Tumor developement in chimeric animals

Chimera Age when put on dox (days) Tumor latency (days) Tumors (sites) Dox responsiveness Additional remarks
#1 28a 0a Melanoma (eye) No Constitutive expression of RAS transgene
Rhabdomyosarcoma (neck) No Constitutive expression of RAS transgene
#2 22 7 Melanoma (tail, leg) Yes
#3 22 9 Melanoma (anus, tail) Yes
#4 22 16 Melanoma (ear, anus) Yes
#5 22 48 Melanoma (legs) Yes
#6 54 12 Melanoma (skin) N/A
Rhabdomyosarcoma (abdominal wall) No Constitutive expression of RAS transgene
#7 46 20 Melanoma (leg, peritoneum) Yes IP tumor compatible with metastatic melanoma, developed during regression period
Rhabdomyosarcoma (leg muscle) No Developed during regression period
#8 22 44 Melanoma (tail, back, anus) Yes
Rhabdomyosarcoma (neck) No Developed during regression period, constitutive expression of RAS transgene
#9 54 12 Melanoma (head, back) Yes
#10 30 15 Melanoma (tail, anus) Yes
MPNST (abdominal wall) No Tumor developed 3 mo after regression of primary melanoma
#11 30 10 Melanoma (anus) N/A
#12 30 10 Melanoma (leg, thymus) N/A Thymic tumor compatible with metastatic melanoma
#2-#12 18.5 (average)
Control #1 21 98 Melanoma (anus) Yes Re-induction of RAS results in formation of dox-responsive melanoma after 4 wk
Control #2 21 126+ No tumors N/A
Control #3 21 126+ No tumors N/A

Tumors were classified by H&E staining of histological sections and immunohistochemical analysis for melanoma specific markers S-100 and TRP-1, the rhabdomyosarcoma-specific marker desmin, or MPNST markers GFAP and S-100. Responsiveness of tumors to doxycyline was assessed either by regression of primary tumors upon doxycycline withdrawal or by doxycycline dependent growth of established tumor cell lines after transplantation into SCID mice. Expression of the RAS transgene was determined by RT-PCR that specifically detects the transgene but not the endogeneous RAS locus (data not shown). Boxes shaded in dark gray mark tumors of nonmelanocyte origin. (N/A) Not analyzed; (MPNST) Malignant peripheral nerve sheath tumor.

a

Tumors developed before exposure to doxycycline

The 11 remaining chimeras were fed doxycycline in the drinking water to induce RAS expression in melanocytes and all succumbed to melanomas with an average latency of 19 d after induction (Fig. 3a; Table 2). This 19-d latency is significantly shorter than that observed for de novo melanoma development in the donor mouse model, which is 60 d. However, in the donor animals, melanomas have been shown to recur from minimal residual disease with a similar short latency after doxycycline withdrawal and subsequent readministration, as well as in SCID mice that have been transplanted with established melanoma cell lines (Fig. 3a; Chin et al. 1999).

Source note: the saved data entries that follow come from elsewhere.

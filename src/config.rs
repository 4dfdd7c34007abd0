//! Global configuration parsing and validation.

use std::collections::BTreeMap;
use std::fs;
use std::path::{Path, PathBuf};
use std::time::Duration;

use serde::Deserialize;

use crate::logcheck::LogCheckRules;
use crate::models::app::AppSpec;
use crate::models::command::CommandKind;
use crate::orchestrator::roster;
use crate::{AppError, Result};

/// Per-command-class response bounds (seconds).
///
/// Each child must answer within the bound for the command's class. The
/// coordinator waits an extra `deadline_grace_ms` before recording
/// stragglers as timed out.
#[derive(Debug, Clone, Deserialize, PartialEq, Eq)]
#[serde(rename_all = "snake_case")]
pub struct TimeoutConfig {
    /// Bound for commands without a dedicated setting.
    #[serde(default = "default_command_seconds")]
    pub default_seconds: u64,
    /// Launching and registering applications.
    #[serde(default = "default_slow_seconds")]
    pub boot_seconds: u64,
    /// Configuring applications.
    #[serde(default = "default_slow_seconds")]
    pub conf_seconds: u64,
    /// `start` / `start_run`.
    #[serde(default = "default_command_seconds")]
    pub start_seconds: u64,
    /// Flushing in-flight data.
    #[serde(default = "default_drain_seconds")]
    pub drain_dataflow_seconds: u64,
    /// Stopping a run.
    #[serde(default = "default_slow_seconds")]
    pub stop_seconds: u64,
    /// Terminating applications.
    #[serde(default = "default_command_seconds")]
    pub terminate_seconds: u64,
    /// Extra coordinator wait on top of the child bound (milliseconds).
    #[serde(default = "default_grace_ms")]
    pub deadline_grace_ms: u64,
}

fn default_command_seconds() -> u64 {
    30
}

fn default_slow_seconds() -> u64 {
    60
}

fn default_drain_seconds() -> u64 {
    120
}

fn default_grace_ms() -> u64 {
    500
}

impl Default for TimeoutConfig {
    fn default() -> Self {
        Self {
            default_seconds: default_command_seconds(),
            boot_seconds: default_slow_seconds(),
            conf_seconds: default_slow_seconds(),
            start_seconds: default_command_seconds(),
            drain_dataflow_seconds: default_drain_seconds(),
            stop_seconds: default_slow_seconds(),
            terminate_seconds: default_command_seconds(),
            deadline_grace_ms: default_grace_ms(),
        }
    }
}

impl TimeoutConfig {
    /// Bound a single child has to answer `kind`.
    #[must_use]
    pub fn timeout_for(&self, kind: &CommandKind) -> Duration {
        let seconds = match kind {
            CommandKind::Boot => self.boot_seconds,
            CommandKind::Conf => self.conf_seconds,
            CommandKind::Start | CommandKind::StartRun => self.start_seconds,
            CommandKind::DrainDataflow => self.drain_dataflow_seconds,
            CommandKind::Stop => self.stop_seconds,
            CommandKind::Terminate => self.terminate_seconds,
            _ => self.default_seconds,
        };
        Duration::from_secs(seconds)
    }

    /// Coordinator deadline for `kind`: child bound plus grace.
    #[must_use]
    pub fn deadline_for(&self, kind: &CommandKind) -> Duration {
        self.timeout_for(kind) + Duration::from_millis(self.deadline_grace_ms)
    }

    fn validate(&self) -> Result<()> {
        let all = [
            ("default_seconds", self.default_seconds),
            ("boot_seconds", self.boot_seconds),
            ("conf_seconds", self.conf_seconds),
            ("start_seconds", self.start_seconds),
            ("drain_dataflow_seconds", self.drain_dataflow_seconds),
            ("stop_seconds", self.stop_seconds),
            ("terminate_seconds", self.terminate_seconds),
        ];
        if let Some((name, _)) = all.iter().find(|(_, value)| *value == 0) {
            return Err(AppError::Config(format!(
                "timeouts.{name} must be greater than zero"
            )));
        }
        Ok(())
    }
}

/// High-level partition options.
///
/// These feed the roster (how many children are registered at `boot`) and
/// the default per-application configuration sent with `conf`. They never
/// affect command legality.
#[derive(Debug, Clone, Deserialize, PartialEq)]
#[serde(rename_all = "snake_case")]
pub struct PartitionOptions {
    /// Number of data producer streams (links).
    #[serde(default = "default_data_producers")]
    pub number_of_data_producers: u32,
    /// Number of readout unit applications.
    #[serde(default = "default_one")]
    pub readout_apps: u32,
    /// Number of dataflow applications.
    #[serde(default = "default_one")]
    pub dataflow_apps: u32,
    /// Trigger rate in Hz.
    #[serde(default = "default_trigger_rate")]
    pub trigger_rate_hz: f64,
    /// Expected run duration in seconds.
    #[serde(default = "default_run_duration")]
    pub run_duration_seconds: u64,
    /// Slowdown factor applied to emulated data rates.
    #[serde(default = "default_one")]
    pub data_rate_slowdown_factor: u32,
    /// Readout latency buffer size (frames).
    #[serde(default = "default_latency_buffer")]
    pub latency_buffer_size: u64,
    /// Enable trigger primitive generation in readout.
    #[serde(default)]
    pub enable_tpg: bool,
    /// Add one data quality monitor per readout unit.
    #[serde(default)]
    pub enable_dqm: bool,
    /// Add the hardware signal interface application.
    #[serde(default = "default_true")]
    pub enable_hsi: bool,
}

fn default_data_producers() -> u32 {
    2
}

fn default_one() -> u32 {
    1
}

fn default_trigger_rate() -> f64 {
    1.0
}

fn default_run_duration() -> u64 {
    20
}

fn default_latency_buffer() -> u64 {
    200_000
}

fn default_true() -> bool {
    true
}

impl Default for PartitionOptions {
    fn default() -> Self {
        Self {
            number_of_data_producers: default_data_producers(),
            readout_apps: default_one(),
            dataflow_apps: default_one(),
            trigger_rate_hz: default_trigger_rate(),
            run_duration_seconds: default_run_duration(),
            data_rate_slowdown_factor: default_one(),
            latency_buffer_size: default_latency_buffer(),
            enable_tpg: false,
            enable_dqm: false,
            enable_hsi: true,
        }
    }
}

impl PartitionOptions {
    fn validate(&self) -> Result<()> {
        if self.readout_apps == 0 {
            return Err(AppError::Config(
                "options.readout_apps must be greater than zero".into(),
            ));
        }
        if self.dataflow_apps == 0 {
            return Err(AppError::Config(
                "options.dataflow_apps must be greater than zero".into(),
            ));
        }
        if self.number_of_data_producers < self.readout_apps {
            return Err(AppError::Config(format!(
                "options.number_of_data_producers ({}) must be at least readout_apps ({})",
                self.number_of_data_producers, self.readout_apps
            )));
        }
        if !(self.trigger_rate_hz.is_finite() && self.trigger_rate_hz > 0.0) {
            return Err(AppError::Config(
                "options.trigger_rate_hz must be a positive number".into(),
            ));
        }
        if self.data_rate_slowdown_factor == 0 {
            return Err(AppError::Config(
                "options.data_rate_slowdown_factor must be greater than zero".into(),
            ));
        }
        Ok(())
    }
}

/// Post-run log check settings.
#[derive(Debug, Clone, Deserialize, PartialEq, Eq)]
#[serde(rename_all = "snake_case")]
pub struct LogCheckConfig {
    /// Whether `--check-logs` findings affect the exit code.
    #[serde(default = "default_true")]
    pub enabled: bool,
    /// Application-name regex → message regexes that are expected noise.
    #[serde(default)]
    pub ignored: BTreeMap<String, Vec<String>>,
}

impl Default for LogCheckConfig {
    fn default() -> Self {
        Self {
            enabled: true,
            ignored: BTreeMap::new(),
        }
    }
}

fn default_partition() -> String {
    "integtest-partition".into()
}

fn default_child_cli() -> String {
    "runctl-child".into()
}

fn default_startup_timeout() -> u64 {
    10
}

fn default_log_dir() -> PathBuf {
    PathBuf::from("logs")
}

/// Global configuration parsed from `runctl.toml`.
#[derive(Debug, Clone, Deserialize, PartialEq)]
#[serde(rename_all = "snake_case")]
pub struct GlobalConfig {
    /// Partition name used when none is given on the command line.
    #[serde(default = "default_partition")]
    pub partition: String,
    /// Program launched for every child application.
    #[serde(default = "default_child_cli")]
    pub child_cli: String,
    /// Arguments passed to the child program before the per-app flags.
    #[serde(default)]
    pub child_cli_args: Vec<String>,
    /// Extra arguments for individual applications, keyed by app name.
    #[serde(default)]
    pub child_app_args: BTreeMap<String, Vec<String>>,
    /// Seconds a launched child has to emit its ready line.
    #[serde(default = "default_startup_timeout")]
    pub startup_timeout_seconds: u64,
    /// Directory handed to children for their log files.
    #[serde(default = "default_log_dir")]
    pub log_dir: PathBuf,
    /// Directory for JSONL command history; disabled when absent.
    #[serde(default)]
    pub history_dir: Option<PathBuf>,
    /// Per-command response bounds.
    #[serde(default)]
    pub timeouts: TimeoutConfig,
    /// Partition options driving the roster.
    #[serde(default)]
    pub options: PartitionOptions,
    /// Extra applications appended to the generated roster.
    #[serde(default)]
    pub apps: Vec<AppSpec>,
    /// Post-run log check settings.
    #[serde(default)]
    pub logcheck: LogCheckConfig,
}

impl Default for GlobalConfig {
    fn default() -> Self {
        Self {
            partition: default_partition(),
            child_cli: default_child_cli(),
            child_cli_args: Vec::new(),
            child_app_args: BTreeMap::new(),
            startup_timeout_seconds: default_startup_timeout(),
            log_dir: default_log_dir(),
            history_dir: None,
            timeouts: TimeoutConfig::default(),
            options: PartitionOptions::default(),
            apps: Vec::new(),
            logcheck: LogCheckConfig::default(),
        }
    }
}

impl GlobalConfig {
    /// Load and validate configuration from a TOML file path.
    ///
    /// # Errors
    ///
    /// Returns `AppError::Config` if the file cannot be read or contains
    /// invalid TOML, or if validation fails.
    pub fn load_from_path(path: impl AsRef<Path>) -> Result<Self> {
        let raw = fs::read_to_string(path)
            .map_err(|err| AppError::Config(format!("failed to read config: {err}")))?;
        Self::from_toml_str(&raw)
    }

    /// Parse configuration from a TOML string. An empty string yields defaults.
    ///
    /// # Errors
    ///
    /// Returns `AppError::Config` if parsing or validation fails.
    pub fn from_toml_str(raw: &str) -> Result<Self> {
        let config: Self = toml::from_str(raw)?;
        config.validate()?;
        Ok(config)
    }

    /// Startup window for a launched child.
    #[must_use]
    pub fn startup_timeout(&self) -> Duration {
        Duration::from_secs(self.startup_timeout_seconds)
    }

    /// Compile the log check ignore rules.
    ///
    /// # Errors
    ///
    /// Returns `AppError::Config` if any pattern is not a valid regex.
    pub fn logcheck_rules(&self) -> Result<LogCheckRules> {
        LogCheckRules::compile(&self.logcheck.ignored)
    }

    fn validate(&self) -> Result<()> {
        if self.partition.trim().is_empty() {
            return Err(AppError::Config("partition must not be empty".into()));
        }
        if self.child_cli.trim().is_empty() {
            return Err(AppError::Config("child_cli must not be empty".into()));
        }
        if self.startup_timeout_seconds == 0 {
            return Err(AppError::Config(
                "startup_timeout_seconds must be greater than zero".into(),
            ));
        }
        self.timeouts.validate()?;
        self.options.validate()?;
        // Builds the roster once to reject duplicate application names early.
        roster::build_roster(&self.options, &self.apps)?;
        self.logcheck_rules()?;
        Ok(())
    }
}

Also, unlike the original donor model, all chimeras developed multiple primary melanoma lesions (Table 2; Fig. 3b). Similar to the donor model, tumors were found on the tail, ear, leg, anus, back, and neck and were identified as melanomas by immunohistochemistry using antibodies against the melanocyte markers S-100 (data not shown) and TRP-1 (Fig. 3b). To assess whether these melanomas were dependent on continuous RAS activity for maintenance as described in the original model, we took four of the mice off doxycycline. In each of the cases, tumors regressed after ∼1–2 wk. Readministration of doxycycline resulted in the rapid reappearance of melanomas within 2–3 wk (Fig. 3a).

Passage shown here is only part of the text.